EU Data Boundary fails to keep out US government agencies
As commendable this proposal sounds, storage location was never the problem. Rather, US companies are required by the US Cloud Act to give their government and intelligence agencies access to customers’ data upon request, regardless of where exactly they host it. If companies refuse access, they are in violation of US law. So those promises from US companies fail to convince in the face of US legislation that is plainly incompatible with EU law.
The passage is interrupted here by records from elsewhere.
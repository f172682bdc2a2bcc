use tokio::sync::mpsc;

use crate::analyzer::TokenAnalysis;

/// Receives tokens whose composite score cleared the alert threshold.
pub trait ResultSink: Send + Sync {
    fn publish(&self, analysis: &TokenAnalysis);
}

/// Logs each qualifying token with the columns of the monitoring table.
#[derive(Debug, Clone, Default)]
pub struct TracingSink;

impl ResultSink for TracingSink {
    fn publish(&self, analysis: &TokenAnalysis) {
        tracing::info!(
            symbol = %analysis.token.symbol,
            address = %analysis.token.address,
            price = %analysis.token.price,
            volume_24h = %analysis.token.volume_24h,
            score = %analysis.score,
            fallbacks = ?analysis.fallbacks,
            "Token above threshold"
        );
    }
}

/// Forwards qualifying tokens over an unbounded channel, e.g. to a UI task.
// The binary only logs; embedders and tests consume the channel.
#[cfg_attr(not(test), allow(dead_code))]
#[derive(Debug, Clone)]
pub struct ChannelSink {
    sender: mpsc::UnboundedSender<TokenAnalysis>,
}

#[cfg_attr(not(test), allow(dead_code))]
impl ChannelSink {
    pub fn new() -> (Self, mpsc::UnboundedReceiver<TokenAnalysis>) {
        let (sender, receiver) = mpsc::unbounded_channel();
        (Self { sender }, receiver)
    }
}

impl ResultSink for ChannelSink {
    fn publish(&self, analysis: &TokenAnalysis) {
        if self.sender.send(analysis.clone()).is_err() {
            tracing::warn!(symbol = %analysis.token.symbol, "Result receiver dropped");
        }
    }
}
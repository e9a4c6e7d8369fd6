/// Errors from cryptographic operations. Opaque on purpose: callers outside
/// this crate should not need to match on a specific backend library's error
/// type.
#[derive(Debug, thiserror::Error)]
pub enum CryptoError {
    #[error("invalid signature")]
    InvalidSignature,
    #[error("invalid recovery id")]
    InvalidRecoveryId,
    #[error("recovery failed")]
    RecoveryFailed,
    #[error("invalid public key")]
    InvalidPublicKey,
    #[error("invalid secret key")]
    InvalidSecretKey,
    #[error("key derivation failed")]
    KeyDerivationFailed,
}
The announcement of the « EU Data Boundary » program also gives the impression that Microsoft wants to position itself for the European Gaia-X cloud infrastructure program. All while admitting that it only wants to minimize, not stop, the transfer of user and customer data to the US. Oh, and this will not happen until the end of 2022. But after the demise of Privacy Shield, there is no legal basis whatsoever for even minimal transfers of sensitive into the US. But even if the flow of data to the US were to dry up completely, in the end it always comes down to the same thing: US companies are subject to US legislation. But participation in Gaia-X requires each member to adhere completely to the European rules of the game.
Therefore, we ask the Gaia-X association to consistently and unwaveringly insist on compliance with EU law. One possible solution could be for US providers to participate in Gaia-X through a trustee model to effectively bypass US surveillance laws such as the Cloud Act, and thus provide the necessary data sovereignty.